The Legislative Assembly Committee on Environmental Affairs chaired by C P Mohammed MLA found the Airport Project "highly detrimental to the environment" The project met with opposition right from its initial stages from leaders of various streams of society including poet-cum-environmentalist Sugathakumari and politician V. M. Sudheeran, Hindu Ikya Vedi's Secretary Kummanam Rajasekharan. Allegations of discrepancies in awarding clearances through easy processes were raised, adding to the project's controversies. The Communist Party of India leaders like P. Prasad a close aide of Medha Patkar was also at the forefront of the struggle. They have approached National Green Tribunal against the clearance given by Ministry of Environment, Forest and Climate Change to KGS Aranmula Airport Ltd to set up an airport.

The Kerala State Biodiversity Board submitted a report to the government in March 2013, expressing its reservations over "the land use changes and ecological imbalance that the project will entail."

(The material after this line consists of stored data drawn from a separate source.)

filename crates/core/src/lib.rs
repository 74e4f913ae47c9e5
//! `sectorflow-core` - Sector code primitives and catalog loading.
//!
//! Pure types crate: sector codes, per-year sector catalogs, code-list CSV
//! loading. No engine or CLI dependencies.

pub mod catalog;
pub mod code;
pub mod error;
pub mod store;

pub use catalog::{CrosswalkEdge, SectorCatalog};
pub use code::SectorCode;
pub use error::CatalogError;
pub use store::CatalogStore;
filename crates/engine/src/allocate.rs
use std::collections::BTreeMap;

use sectorflow_core::SectorCode;

use crate::error::ReconcileError;
use crate::model::{
    ensure_no_ranges, flag_set, FlowRecord, GroupKey, GroupKeySpec, RatioEntry, RatioTable,
    SectorField, ATTR_DISAGGREGATE_FLAG,
};

/// Records after ratio application, with how many were scaled and how many
/// passed through unmatched.
#[derive(Debug)]
pub struct AllocationOutcome {
    pub records: Vec<FlowRecord>,
    pub allocated: usize,
    pub passthrough: usize,
}

/// Derive ratios from donor shares of base-level totals.
///
/// The base is the coarsest sector depth anywhere in the donor set, and
/// every donor row's ratio is its amount over its group's base-level sum.
/// Groups with a zero or missing base sum get ratio None so their rows
/// later pass through unscaled; a donor with no sectored rows at all is an
/// error.
pub fn proportional(donor: &[FlowRecord], group: &GroupKeySpec) -> Result<RatioTable, ReconcileError> {
    ensure_no_ranges(donor, "proportional")?;

    let base = donor
        .iter()
        .filter_map(|r| r.sector().map(SectorCode::depth))
        .min()
        .ok_or_else(|| ReconcileError::NoBaseSectors {
            context: "proportional: donor has no sectored rows".into(),
        })?;

    let mut denom: BTreeMap<GroupKey, f64> = BTreeMap::new();
    for record in donor {
        if record.sector().map(SectorCode::depth) == Some(base) {
            *denom.entry(group.key_of(record)).or_insert(0.0) += record.amount;
        }
    }

    let mut missing = 0usize;
    let entries: Vec<RatioEntry> = donor
        .iter()
        .filter_map(|record| {
            let sector = record.sector()?.clone();
            let ratio = match denom.get(&group.key_of(record)) {
                Some(d) if *d != 0.0 => Some(record.amount / d),
                _ => {
                    missing += 1;
                    None
                }
            };
            Some(RatioEntry { location: record.location.clone(), sector, ratio, helper_amount: None })
        })
        .collect();

    if missing > 0 {
        log::debug!("proportional: {missing} donor rows lack a base-level denominator");
    }
    Ok(RatioTable::new(entries))
}

/// Flag-gated variant of [`proportional`]: only donor rows carrying the
/// disaggregate flag share a denominator; unflagged rows keep ratio 1.
/// A donor where no row even has the flag column is rejected outright.
pub fn proportional_flagged(
    donor: &[FlowRecord],
    group: &GroupKeySpec,
) -> Result<RatioTable, ReconcileError> {
    ensure_no_ranges(donor, "proportional_flagged")?;

    if !donor.iter().any(|r| r.attrs.contains_key(ATTR_DISAGGREGATE_FLAG)) {
        log::error!("proportional_flagged: donor carries no '{ATTR_DISAGGREGATE_FLAG}' attr");
        return Err(ReconcileError::MissingFlag { field: ATTR_DISAGGREGATE_FLAG.into() });
    }

    let (flagged, unflagged): (Vec<FlowRecord>, Vec<FlowRecord>) = donor
        .iter()
        .cloned()
        .partition(|r| r.attrs.get(ATTR_DISAGGREGATE_FLAG).is_some_and(|v| flag_set(v)));

    let mut entries: Vec<RatioEntry> = Vec::new();
    if !flagged.is_empty() {
        entries.extend(proportional(&flagged, group)?.entries().iter().cloned());
    }
    for record in &unflagged {
        let Some(sector) = record.sector() else {
            continue;
        };
        entries.push(RatioEntry {
            location: record.location.clone(),
            sector: sector.clone(),
            ratio: Some(1.0),
            helper_amount: None,
        });
    }
    Ok(RatioTable::new(entries))
}

/// Ratios for helper flows, computed within each group against the group's
/// own coarsest depth on the chosen sector position. Groups with a zero
/// base sum default to ratio 1 so their rows pass through whole; donor
/// amounts ride along for diagnostics.
pub fn by_location_and_activity(
    donor: &[FlowRecord],
    field: SectorField,
    group: &GroupKeySpec,
) -> Result<RatioTable, ReconcileError> {
    ensure_no_ranges(donor, "by_location_and_activity")?;

    let mut base: BTreeMap<GroupKey, usize> = BTreeMap::new();
    for record in donor {
        if let Some(code) = field.of(record) {
            let depth = code.depth();
            base.entry(group.key_of(record))
                .and_modify(|b| *b = (*b).min(depth))
                .or_insert(depth);
        }
    }
    if base.is_empty() {
        return Err(ReconcileError::NoBaseSectors {
            context: "by_location_and_activity: donor has no sectored rows".into(),
        });
    }

    let mut denom: BTreeMap<GroupKey, f64> = BTreeMap::new();
    for record in donor {
        if let Some(code) = field.of(record) {
            let key = group.key_of(record);
            if base.get(&key).copied() == Some(code.depth()) {
                *denom.entry(key).or_insert(0.0) += record.amount;
            }
        }
    }

    let mut defaulted = 0usize;
    let entries: Vec<RatioEntry> = donor
        .iter()
        .filter_map(|record| {
            let sector = field.of(record)?.clone();
            let ratio = match denom.get(&group.key_of(record)) {
                Some(d) if *d != 0.0 => record.amount / d,
                _ => {
                    defaulted += 1;
                    1.0
                }
            };
            Some(RatioEntry {
                location: record.location.clone(),
                sector,
                ratio: Some(ratio),
                helper_amount: Some(record.amount),
            })
        })
        .collect();

    if defaulted > 0 {
        log::debug!("by_location_and_activity: {defaulted} rows defaulted to ratio 1");
    }
    Ok(RatioTable::new(entries))
}

/// Scale each record by its (location, sector) ratio. Records with no
/// matching entry, or whose entry has no usable ratio, pass through
/// unchanged and are counted; reference gaps are routine, not fatal.
pub fn apply_ratios(
    records: Vec<FlowRecord>,
    ratios: &RatioTable,
) -> Result<AllocationOutcome, ReconcileError> {
    ensure_no_ranges(&records, "apply_ratios")?;

    let mut allocated = 0usize;
    let mut passthrough = 0usize;
    let records: Vec<FlowRecord> = records
        .into_iter()
        .map(|mut record| {
            let ratio = record
                .sector()
                .and_then(|s| ratios.lookup(&record.location, s))
                .and_then(|entry| entry.ratio);
            match ratio {
                Some(r) => {
                    record.amount *= r;
                    allocated += 1;
                }
                None => passthrough += 1,
            }
            record
        })
        .collect();

    if passthrough > 0 {
        log::info!("apply_ratios: {passthrough} rows had no ratio and passed through unscaled");
    }
    Ok(AllocationOutcome { records, allocated, passthrough })
}
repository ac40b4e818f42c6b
mod connector;

pub use connector::{connect, MongoError};

#[cfg(feature = "config")]
pub use connector::connect_from_config;
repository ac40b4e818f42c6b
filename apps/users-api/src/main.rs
use core_config::tracing::{init_tracing, install_color_eyre};
use tower_http::trace::TraceLayer;
use tracing::info;
use utoipa::OpenApi;
use utoipa_swagger_ui::SwaggerUi;

mod api;
mod config;
mod openapi;
mod state;

use config::Config;
use state::AppState;

#[tokio::main]
async fn main() -> eyre::Result<()> {
    // Install color-eyre first for colored error output
    install_color_eyre();

    // Load configuration from environment variables
    let config = Config::from_env()?;

    // Initialize tracing
    init_tracing(&config.environment);

    info!("Connecting to MongoDB at {}", config.mongodb.uri());

    let mongo_client = database::mongodb::connect_from_config(&config.mongodb).await?;
    let db = mongo_client.database(config.mongodb.database());

    info!(
        "Successfully connected to MongoDB database: {}",
        config.mongodb.database()
    );

    // The unique email index backs the duplicate-key failure path
    api::users::init_indexes(&db).await?;

    let state = AppState {
        config,
        mongo_client,
        db,
    };

    // API routes, Swagger UI, and request tracing
    let app = api::routes(&state)
        .merge(
            SwaggerUi::new("/api-docs").url("/api-docs/openapi.json", openapi::ApiDoc::openapi()),
        )
        .layer(TraceLayer::new_for_http());

    let listener = tokio::net::TcpListener::bind(state.config.server.address()).await?;
    info!("Server starting on {}", listener.local_addr()?);

    axum::serve(listener, app.into_make_service())
        .with_graceful_shutdown(shutdown_signal())
        .await?;

    info!("Shutting down: closing MongoDB connections");
    drop(state);

    info!("Users API shutdown complete");
    Ok(())
}

/// Resolve on SIGINT or SIGTERM
async fn shutdown_signal() {
    let ctrl_c = async {
        tokio::signal::ctrl_c()
            .await
            .expect("failed to install Ctrl+C handler");
    };

    #[cfg(unix)]
    let terminate = async {
        tokio::signal::unix::signal(tokio::signal::unix::SignalKind::terminate())
            .expect("failed to install SIGTERM handler")
            .recv()
            .await;
    };

    #[cfg(not(unix))]
    let terminate = std::future::pending::<()>();

    tokio::select! {
        _ = ctrl_c => {},
        _ = terminate => {},
    }

    info!("Shutdown signal received");
}
//! Application state management.
//!
//! Handlers share no in-process mutable state; everything here is
//! configuration plus the MongoDB client, which is an inexpensive clone
//! over a shared connection pool.

use mongodb::{Client, Database};

/// Shared application state.
#[derive(Clone)]
pub struct AppState {
    /// Application configuration loaded from environment variables
    pub config: crate::config::Config,
    /// MongoDB client (cloneable, shares underlying connection pool)
    pub mongo_client: Client,
    /// MongoDB database instance
    pub db: Database,
}
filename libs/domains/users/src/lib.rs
//! Users Domain
//!
//! User management backed by MongoDB: create, list, fetch, update, and
//! delete user records, with request validation and password hashing.
//!
//! # Architecture
//!
//! ```text
//! ┌─────────────┐
//! │  Handlers   │  ← HTTP endpoints, id well-formedness, 404 short-circuit
//! └──────┬──────┘
//!        │
//! ┌──────▼──────┐
//! │   Service   │  ← Validation, password hashing, patch invariant
//! └──────┬──────┘
//! ┌──────▼──────┐
//! │ Repository  │  ← Data access (trait + MongoDB implementation)
//! └──────┬──────┘
//! ┌──────▼──────┐
//! │   Models    │  ← Entity, DTOs
//! └─────────────┘
//! ```
//!
//! Every failure raised below the handlers resolves through
//! [`error::UserError::normalize`] into a single `{message, status}` pair.
//!
//! # Usage
//!
//! ```rust,no_run
//! use domain_users::{handlers, MongoUserRepository, UserService};
//! use mongodb::Client;
//!
//! # async fn example() -> Result<(), Box<dyn std::error::Error>> {
//! let client = Client::with_uri_str("mongodb://localhost:27017").await?;
//! let db = client.database("users");
//!
//! let repository = MongoUserRepository::new(db);
//! repository.create_indexes().await?;
//!
//! let service = UserService::new(repository);
//! let router = handlers::router(service);
//! # Ok(())
//! # }
//! ```

pub mod error;
pub mod handlers;
pub mod models;
pub mod mongodb;
pub mod repository;
pub mod service;

// Re-export commonly used types
pub use error::{FieldIssue, UserError, UserResult};
pub use handlers::ApiDoc;
pub use models::{CreateUser, DeleteResponse, UpdateUser, User, UserResponse};
pub use mongodb::MongoUserRepository;
pub use repository::UserRepository;
pub use service::UserService;
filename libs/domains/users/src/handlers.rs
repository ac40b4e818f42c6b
use axum::{
    extract::{Path, State},
    http::StatusCode,
    response::{IntoResponse, Response},
    routing::get,
    Json, Router,
};
use mongodb::bson::oid::ObjectId;
use std::sync::Arc;
use utoipa::OpenApi;

use crate::error::{ErrorMessage, UserError};
use crate::models::{CreateUser, DeleteResponse, UpdateUser, UserResponse};
use crate::repository::UserRepository;
use crate::service::UserService;

/// OpenAPI documentation for the Users API
#[derive(OpenApi)]
#[openapi(
    paths(create_user, list_users, get_user, update_user, delete_user),
    components(schemas(CreateUser, UpdateUser, UserResponse, DeleteResponse, ErrorMessage)),
    tags(
        (name = "Users", description = "User management endpoints (MongoDB)")
    )
)]
pub struct ApiDoc;

/// Create the users router with all HTTP endpoints
pub fn router<R: UserRepository + 'static>(service: UserService<R>) -> Router {
    let shared_service = Arc::new(service);

    Router::new()
        .route("/", get(list_users).post(create_user))
        .route("/{id}", get(get_user).put(update_user).delete(delete_user))
        .with_state(shared_service)
}

/// Fixed response for a syntactically invalid user id. Plain text, unlike
/// the JSON bodies produced by the error normalizer.
fn invalid_user_id() -> Response {
    (StatusCode::BAD_REQUEST, "Invalid user id.").into_response()
}

/// Fixed response for a well-formed id with no matching user. Plain text.
fn user_not_found() -> Response {
    (StatusCode::NOT_FOUND, "User not found.").into_response()
}

/// Create a new user
#[utoipa::path(
    post,
    path = "",
    tag = "Users",
    request_body = CreateUser,
    responses(
        (status = 200, description = "User created", body = UserResponse),
        (status = 400, description = "Validation failure or duplicated key", body = ErrorMessage),
        (status = 500, description = "Internal server error", body = ErrorMessage)
    )
)]
async fn create_user<R: UserRepository>(
    State(service): State<Arc<UserService<R>>>,
    Json(input): Json<CreateUser>,
) -> Result<Json<UserResponse>, UserError> {
    let user = service.create_user(input).await?;
    Ok(Json(user))
}

/// List all users
#[utoipa::path(
    get,
    path = "",
    tag = "Users",
    responses(
        (status = 200, description = "List of users, passwords excluded", body = Vec<UserResponse>),
        (status = 500, description = "Internal server error", body = ErrorMessage)
    )
)]
async fn list_users<R: UserRepository>(
    State(service): State<Arc<UserService<R>>>,
) -> Result<Json<Vec<UserResponse>>, UserError> {
    let users = service.list_users().await?;
    Ok(Json(users))
}

/// Get a user by id
#[utoipa::path(
    get,
    path = "/{id}",
    tag = "Users",
    params(
        ("id" = String, Path, description = "User id (24-character hex ObjectId)")
    ),
    responses(
        (status = 200, description = "User found", body = UserResponse),
        (status = 400, description = "Invalid user id", body = String, content_type = "text/plain"),
        (status = 404, description = "User not found", body = String, content_type = "text/plain"),
        (status = 500, description = "Internal server error", body = ErrorMessage)
    )
)]
async fn get_user<R: UserRepository>(
    State(service): State<Arc<UserService<R>>>,
    Path(id): Path<String>,
) -> Result<Response, UserError> {
    // Well-formedness comes before any store access so a malformed id
    // cannot surface as a storage failure.
    let Ok(id) = ObjectId::parse_str(&id) else {
        return Ok(invalid_user_id());
    };

    match service.get_user(id).await? {
        Some(user) => Ok(Json(user).into_response()),
        None => Ok(user_not_found()),
    }
}

/// Update a user by id
#[utoipa::path(
    put,
    path = "/{id}",
    tag = "Users",
    params(
        ("id" = String, Path, description = "User id (24-character hex ObjectId)")
    ),
    request_body = UpdateUser,
    responses(
        (status = 200, description = "User updated", body = UserResponse),
        (status = 400, description = "Invalid user id or validation failure"),
        (status = 404, description = "User not found", body = String, content_type = "text/plain"),
        (status = 500, description = "Internal server error", body = ErrorMessage)
    )
)]
async fn update_user<R: UserRepository>(
    State(service): State<Arc<UserService<R>>>,
    Path(id): Path<String>,
    Json(input): Json<UpdateUser>,
) -> Result<Response, UserError> {
    let Ok(id) = ObjectId::parse_str(&id) else {
        return Ok(invalid_user_id());
    };

    match service.update_user(id, input).await? {
        Some(user) => Ok(Json(user).into_response()),
        None => Ok(user_not_found()),
    }
}

/// Delete a user by id
#[utoipa::path(
    delete,
    path = "/{id}",
    tag = "Users",
    params(
        ("id" = String, Path, description = "User id (24-character hex ObjectId)")
    ),
    responses(
        (status = 200, description = "User deleted", body = DeleteResponse),
        (status = 400, description = "Invalid user id", body = String, content_type = "text/plain"),
        (status = 404, description = "User not found", body = String, content_type = "text/plain"),
        (status = 500, description = "Internal server error", body = ErrorMessage)
    )
)]
async fn delete_user<R: UserRepository>(
    State(service): State<Arc<UserService<R>>>,
    Path(id): Path<String>,
) -> Result<Response, UserError> {
    let Ok(id) = ObjectId::parse_str(&id) else {
        return Ok(invalid_user_id());
    };

    if service.delete_user(id).await? {
        Ok(Json(DeleteResponse {
            message: "User deleted successfully.".to_string(),
        })
        .into_response())
    } else {
        Ok(user_not_found())
    }
}
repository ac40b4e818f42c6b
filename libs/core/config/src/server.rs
use crate::{env_or_default, ConfigError, FromEnv};
use std::net::Ipv4Addr;

/// Server configuration for HTTP APIs
#[derive(Clone, Debug)]
pub struct ServerConfig {
    pub host: String,
    pub port: u16,
}

impl ServerConfig {
    pub fn new(host: String, port: u16) -> Self {
        Self { host, port }
    }

    /// Get the server address as "host:port"
    pub fn address(&self) -> String {
        format!("{}:{}", self.host, self.port)
    }
}

impl FromEnv for ServerConfig {
    /// Reads from environment variables with sensible defaults:
    /// - HOST: defaults to 0.0.0.0 (all interfaces)
    /// - PORT: defaults to 8080
    fn from_env() -> Result<Self, ConfigError> {
        let host = env_or_default("HOST", &Ipv4Addr::UNSPECIFIED.to_string());
        let port = env_or_default("PORT", "8080")
            .parse()
            .map_err(|e| ConfigError::ParseError {
                key: "PORT".to_string(),
                details: format!("{}", e),
            })?;

        Ok(Self { host, port })
    }
}

impl Default for ServerConfig {
    fn default() -> Self {
        Self {
            host: Ipv4Addr::UNSPECIFIED.to_string(),
            port: 8080,
        }
    }
}
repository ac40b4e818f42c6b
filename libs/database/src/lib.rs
//! Database connectors.
//!
//! Each backend lives behind a feature gate so consumers only compile the
//! drivers they use.

#[cfg(feature = "mongodb")]
pub mod mongodb;
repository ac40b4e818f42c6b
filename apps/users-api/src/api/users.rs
//! Users API routes
//!
//! This module wires up the users domain to HTTP routes.

use axum::Router;
use domain_users::{handlers, MongoUserRepository, UserService};
use tracing::info;

use crate::state::AppState;

/// Create the users router
pub fn router(state: &AppState) -> Router {
    let repository = MongoUserRepository::new(state.db.clone());
    let service = UserService::new(repository);

    handlers::router(service)
}

/// Create the indexes the users collection relies on
pub async fn init_indexes(db: &mongodb::Database) -> eyre::Result<()> {
    let repository = MongoUserRepository::new(db.clone());
    repository
        .create_indexes()
        .await
        .map_err(|e| eyre::eyre!("Failed to create user indexes: {}", e))?;
    info!("User collection indexes created");
    Ok(())
}
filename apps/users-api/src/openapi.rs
//! OpenAPI documentation configuration

use utoipa::OpenApi;

/// Combined OpenAPI documentation
#[derive(OpenApi)]
#[openapi(
    info(
        title = "Users API",
        version = "0.1.0",
        description = "REST API for managing users (MongoDB)"
    ),
    servers(
        (url = "http://localhost:8080", description = "Local development server")
    ),
    nest(
        (path = "/api/users", api = domain_users::ApiDoc)
    ),
    tags(
        (name = "Users", description = "User management endpoints (MongoDB)")
    )
)]
pub struct ApiDoc;
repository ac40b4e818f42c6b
use mongodb::bson::oid::ObjectId;
use serde::{Deserialize, Serialize};
use utoipa::ToSchema;
use validator::Validate;

/// User entity - the document stored in MongoDB
#[derive(Debug, Clone, Serialize, Deserialize)]
pub struct User {
    /// Unique identifier (stored as _id)
    #[serde(rename = "_id")]
    pub id: ObjectId,
    /// Email address, unique across the collection
    pub email: String,
    /// Argon2 hash; the document field keeps the `password` name
    #[serde(rename = "password")]
    pub password_hash: String,
}

impl User {
    /// Create a new user from an email and an already-hashed password
    pub fn new(email: String, password_hash: String) -> Self {
        Self {
            id: ObjectId::new(),
            email,
            password_hash,
        }
    }

    /// Apply a partial update. The password arrives pre-hashed; fields
    /// left unset in the patch keep their current value.
    pub fn apply_update(&mut self, update: UpdateUser, password_hash: Option<String>) {
        if let Some(email) = update.email {
            self.email = email;
        }
        if let Some(hash) = password_hash {
            self.password_hash = hash;
        }
    }
}

/// User response DTO.
///
/// Every entity-bearing response goes through this type; the stored hash
/// is stripped here rather than by store projection.
#[derive(Debug, Clone, Serialize, Deserialize, ToSchema)]
pub struct UserResponse {
    /// Hex form of the ObjectId
    #[serde(rename = "_id")]
    pub id: String,
    pub email: String,
}

impl From<User> for UserResponse {
    fn from(user: User) -> Self {
        Self {
            id: user.id.to_hex(),
            email: user.email,
        }
    }
}

/// DTO for creating a new user.
///
/// Fields are `Option` at the type level so a missing JSON key surfaces as
/// a `Required` validation issue rather than a deserialization rejection.
#[derive(Debug, Clone, Deserialize, Validate, ToSchema)]
pub struct CreateUser {
    #[validate(required(message = "Required"), email(message = "Invalid email"))]
    pub email: Option<String>,
    #[validate(required(message = "Required"))]
    pub password: Option<String>,
}

/// Patch for updating a user: `None` means "leave unchanged". At least one
/// field must be set; the service checks that before dispatch.
#[derive(Debug, Clone, Default, Deserialize, Validate, ToSchema)]
pub struct UpdateUser {
    #[validate(email(message = "Invalid email"))]
    pub email: Option<String>,
    pub password: Option<String>,
}

impl UpdateUser {
    pub fn is_empty(&self) -> bool {
        self.email.is_none() && self.password.is_none()
    }
}

/// Body returned by a successful delete
#[derive(Debug, Serialize, Deserialize, ToSchema)]
pub struct DeleteResponse {
    pub message: String,
}
use crate::{env_or_default, ConfigError, FromEnv};

/// MongoDB configuration
#[derive(Clone, Debug)]
pub struct MongoConfig {
    pub uri: String,
    pub database: String,
}

impl MongoConfig {
    pub fn new(uri: impl Into<String>, database: impl Into<String>) -> Self {
        Self {
            uri: uri.into(),
            database: database.into(),
        }
    }

    /// Get the MongoDB connection URI
    pub fn uri(&self) -> &str {
        &self.uri
    }

    /// Get the database name
    pub fn database(&self) -> &str {
        &self.database
    }
}

impl FromEnv for MongoConfig {
    /// Reads MONGO_URI and MONGO_DB, both with local-development defaults
    fn from_env() -> Result<Self, ConfigError> {
        Ok(Self {
            uri: env_or_default("MONGO_URI", "mongodb://localhost:27017"),
            database: env_or_default("MONGO_DB", "users"),
        })
    }
}

#[cfg(test)]
mod tests {
    use super::*;

    #[test]
    fn test_mongo_config_from_env() {
        temp_env::with_vars(
            [
                ("MONGO_URI", Some("mongodb://mongo-host:27017")),
                ("MONGO_DB", Some("testdb")),
            ],
            || {
                let config = MongoConfig::from_env().unwrap();
                assert_eq!(config.uri(), "mongodb://mongo-host:27017");
                assert_eq!(config.database(), "testdb");
            },
        );
    }

    #[test]
    fn test_mongo_config_from_env_defaults() {
        temp_env::with_vars([("MONGO_URI", None::<&str>), ("MONGO_DB", None::<&str>)], || {
            let config = MongoConfig::from_env().unwrap();
            assert_eq!(config.uri(), "mongodb://localhost:27017");
            assert_eq!(config.database(), "users");
        });
    }

    #[test]
    fn test_mongo_config_new() {
        let config = MongoConfig::new("mongodb://prod-host:27017", "app");
        assert_eq!(config.uri(), "mongodb://prod-host:27017");
        assert_eq!(config.database(), "app");
    }
}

On 2 April 2013, National Green Tribunal Act granted an interim stay on the project banning any construction at the site. It also stayed the Kerala Government's order to convert the 500 acres of land for industrial purposes until further orders. The airport project was given environmental clearance by the Ministry of Environment and Forests, New Delhi on 19 November 2013. The national green tribunal canceled the environmental clearance on 28 May 2014. The promoters failed to overturn this order in the Supreme Court of India which lead to the abandonment of the project.

==Status==
The project is now abandoned (since 2014). Following the abandonment some of the area of Aranmula Puncha is being returned to rice cultivation.